[Start of Attachment]
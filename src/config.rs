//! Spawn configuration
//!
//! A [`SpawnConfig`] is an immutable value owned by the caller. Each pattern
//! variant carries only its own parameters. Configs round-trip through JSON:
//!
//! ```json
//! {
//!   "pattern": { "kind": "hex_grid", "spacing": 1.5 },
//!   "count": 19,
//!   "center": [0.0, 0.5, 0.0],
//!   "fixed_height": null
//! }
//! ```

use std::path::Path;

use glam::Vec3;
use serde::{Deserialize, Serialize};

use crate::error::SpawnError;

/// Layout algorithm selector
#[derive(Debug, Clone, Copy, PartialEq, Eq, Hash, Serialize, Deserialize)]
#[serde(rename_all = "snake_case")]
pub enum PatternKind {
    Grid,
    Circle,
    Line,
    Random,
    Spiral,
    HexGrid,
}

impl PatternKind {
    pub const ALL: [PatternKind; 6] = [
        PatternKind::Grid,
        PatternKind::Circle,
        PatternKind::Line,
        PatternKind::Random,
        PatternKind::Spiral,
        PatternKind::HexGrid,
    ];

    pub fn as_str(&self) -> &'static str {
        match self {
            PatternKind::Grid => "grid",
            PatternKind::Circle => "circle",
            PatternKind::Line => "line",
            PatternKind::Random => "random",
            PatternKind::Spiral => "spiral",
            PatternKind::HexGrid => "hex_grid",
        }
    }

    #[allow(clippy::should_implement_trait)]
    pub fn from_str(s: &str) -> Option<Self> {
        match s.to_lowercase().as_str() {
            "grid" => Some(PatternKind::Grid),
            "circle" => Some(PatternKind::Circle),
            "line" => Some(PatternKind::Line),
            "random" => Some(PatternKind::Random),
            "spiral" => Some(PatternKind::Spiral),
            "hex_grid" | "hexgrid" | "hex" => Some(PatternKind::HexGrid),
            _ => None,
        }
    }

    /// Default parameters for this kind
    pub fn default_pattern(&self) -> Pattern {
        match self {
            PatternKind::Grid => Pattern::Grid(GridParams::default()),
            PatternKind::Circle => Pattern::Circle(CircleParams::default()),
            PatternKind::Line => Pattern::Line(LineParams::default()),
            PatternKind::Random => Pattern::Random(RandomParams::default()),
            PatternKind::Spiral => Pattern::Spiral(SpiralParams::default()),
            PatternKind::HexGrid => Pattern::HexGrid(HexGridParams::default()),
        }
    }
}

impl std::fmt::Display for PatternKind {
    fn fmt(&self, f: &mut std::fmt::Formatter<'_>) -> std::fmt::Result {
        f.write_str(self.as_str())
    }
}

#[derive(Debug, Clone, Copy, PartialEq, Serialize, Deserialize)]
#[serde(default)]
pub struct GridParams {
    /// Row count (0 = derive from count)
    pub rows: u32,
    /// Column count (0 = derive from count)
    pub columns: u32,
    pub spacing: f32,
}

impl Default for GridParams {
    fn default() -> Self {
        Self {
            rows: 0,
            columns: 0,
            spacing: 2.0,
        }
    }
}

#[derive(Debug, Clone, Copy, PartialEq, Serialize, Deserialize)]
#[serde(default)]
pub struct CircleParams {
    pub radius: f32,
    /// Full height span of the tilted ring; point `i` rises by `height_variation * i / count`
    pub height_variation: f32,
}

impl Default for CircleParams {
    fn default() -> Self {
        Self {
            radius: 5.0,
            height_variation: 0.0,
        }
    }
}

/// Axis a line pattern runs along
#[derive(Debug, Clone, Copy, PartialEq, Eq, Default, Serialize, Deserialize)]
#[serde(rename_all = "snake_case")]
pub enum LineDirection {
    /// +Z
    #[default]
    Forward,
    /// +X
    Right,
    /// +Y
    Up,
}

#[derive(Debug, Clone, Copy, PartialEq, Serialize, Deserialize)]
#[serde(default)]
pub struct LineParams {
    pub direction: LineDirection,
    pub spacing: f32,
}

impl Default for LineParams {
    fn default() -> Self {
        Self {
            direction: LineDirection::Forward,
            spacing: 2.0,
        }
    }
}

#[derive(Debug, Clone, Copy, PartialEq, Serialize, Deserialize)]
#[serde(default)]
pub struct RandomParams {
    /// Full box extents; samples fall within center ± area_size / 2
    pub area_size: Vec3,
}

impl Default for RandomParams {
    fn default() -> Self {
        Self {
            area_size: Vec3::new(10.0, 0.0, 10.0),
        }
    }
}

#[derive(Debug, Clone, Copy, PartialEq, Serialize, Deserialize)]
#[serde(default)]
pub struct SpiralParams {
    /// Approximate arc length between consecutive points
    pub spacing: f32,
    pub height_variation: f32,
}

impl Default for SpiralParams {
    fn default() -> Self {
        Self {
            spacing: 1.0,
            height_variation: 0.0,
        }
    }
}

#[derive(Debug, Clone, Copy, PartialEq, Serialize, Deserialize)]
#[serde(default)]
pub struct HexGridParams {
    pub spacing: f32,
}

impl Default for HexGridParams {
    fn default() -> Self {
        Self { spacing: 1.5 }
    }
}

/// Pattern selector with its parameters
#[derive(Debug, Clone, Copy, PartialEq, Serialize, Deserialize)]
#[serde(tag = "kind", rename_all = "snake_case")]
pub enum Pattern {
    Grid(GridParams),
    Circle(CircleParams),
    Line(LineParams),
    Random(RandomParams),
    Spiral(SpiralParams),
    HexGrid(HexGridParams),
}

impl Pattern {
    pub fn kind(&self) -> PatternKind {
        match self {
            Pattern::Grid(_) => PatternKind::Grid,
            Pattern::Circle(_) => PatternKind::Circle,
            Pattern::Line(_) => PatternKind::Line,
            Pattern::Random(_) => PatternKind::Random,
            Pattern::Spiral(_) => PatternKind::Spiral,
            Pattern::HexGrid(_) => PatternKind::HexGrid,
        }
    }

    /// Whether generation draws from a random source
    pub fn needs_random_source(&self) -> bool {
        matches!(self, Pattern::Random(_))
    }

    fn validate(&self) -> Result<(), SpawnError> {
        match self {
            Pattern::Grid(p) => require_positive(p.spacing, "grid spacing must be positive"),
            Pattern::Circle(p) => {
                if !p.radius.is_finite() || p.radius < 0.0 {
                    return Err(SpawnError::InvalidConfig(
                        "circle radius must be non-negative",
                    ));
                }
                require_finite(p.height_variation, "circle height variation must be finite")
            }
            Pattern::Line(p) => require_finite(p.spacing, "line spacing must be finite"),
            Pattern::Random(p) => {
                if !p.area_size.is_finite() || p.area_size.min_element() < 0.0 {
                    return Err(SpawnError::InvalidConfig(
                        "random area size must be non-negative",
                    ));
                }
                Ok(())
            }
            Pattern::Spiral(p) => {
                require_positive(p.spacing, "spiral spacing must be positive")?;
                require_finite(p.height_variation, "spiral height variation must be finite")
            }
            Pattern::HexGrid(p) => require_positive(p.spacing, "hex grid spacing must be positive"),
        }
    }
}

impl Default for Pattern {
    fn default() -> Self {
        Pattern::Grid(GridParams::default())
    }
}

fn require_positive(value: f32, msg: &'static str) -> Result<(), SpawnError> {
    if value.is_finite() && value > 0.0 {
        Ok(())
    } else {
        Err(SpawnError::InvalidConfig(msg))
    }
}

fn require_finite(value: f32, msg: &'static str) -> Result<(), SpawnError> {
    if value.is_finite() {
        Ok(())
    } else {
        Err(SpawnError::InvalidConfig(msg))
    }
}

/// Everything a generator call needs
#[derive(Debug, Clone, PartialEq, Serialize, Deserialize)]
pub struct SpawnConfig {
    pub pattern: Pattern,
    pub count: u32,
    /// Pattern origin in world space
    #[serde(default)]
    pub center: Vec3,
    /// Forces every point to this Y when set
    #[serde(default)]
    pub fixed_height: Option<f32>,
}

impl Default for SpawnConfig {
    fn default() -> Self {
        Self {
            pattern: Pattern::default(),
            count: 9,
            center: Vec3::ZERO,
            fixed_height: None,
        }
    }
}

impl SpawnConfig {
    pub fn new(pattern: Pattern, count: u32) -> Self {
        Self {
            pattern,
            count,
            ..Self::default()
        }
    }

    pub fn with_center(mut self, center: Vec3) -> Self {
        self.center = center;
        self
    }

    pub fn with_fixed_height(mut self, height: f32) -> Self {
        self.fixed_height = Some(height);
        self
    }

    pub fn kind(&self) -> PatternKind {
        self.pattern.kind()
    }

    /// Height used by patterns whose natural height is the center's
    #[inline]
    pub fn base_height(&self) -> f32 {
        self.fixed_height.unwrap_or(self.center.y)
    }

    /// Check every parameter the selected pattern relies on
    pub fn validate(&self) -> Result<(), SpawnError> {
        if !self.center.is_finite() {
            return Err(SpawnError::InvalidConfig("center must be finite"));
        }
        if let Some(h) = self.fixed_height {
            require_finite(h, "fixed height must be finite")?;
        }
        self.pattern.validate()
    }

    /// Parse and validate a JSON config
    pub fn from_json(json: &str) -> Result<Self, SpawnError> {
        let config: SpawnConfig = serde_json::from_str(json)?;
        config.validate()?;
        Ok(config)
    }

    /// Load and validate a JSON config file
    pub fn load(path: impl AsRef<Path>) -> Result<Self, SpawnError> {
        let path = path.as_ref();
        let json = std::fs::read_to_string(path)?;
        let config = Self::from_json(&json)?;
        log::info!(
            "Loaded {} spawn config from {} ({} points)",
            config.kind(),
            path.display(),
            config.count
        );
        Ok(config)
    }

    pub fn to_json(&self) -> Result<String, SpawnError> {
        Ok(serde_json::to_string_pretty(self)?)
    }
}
[End of Attachment]
• _Exercise brief_
Look through the records above for the string "center", then copy every line that has it.

• _Solution to the exercise_
//!   "center": [0.0, 0.5, 0.0],
    /// Full box extents; samples fall within center ± area_size / 2
    pub center: Vec3,
            center: Vec3::ZERO,
    pub fn with_center(mut self, center: Vec3) -> Self {
        self.center = center;
    /// Height used by patterns whose natural height is the center's
        self.fixed_height.unwrap_or(self.center.y)
        if !self.center.is_finite() {
            return Err(SpawnError::InvalidConfig("center must be finite"));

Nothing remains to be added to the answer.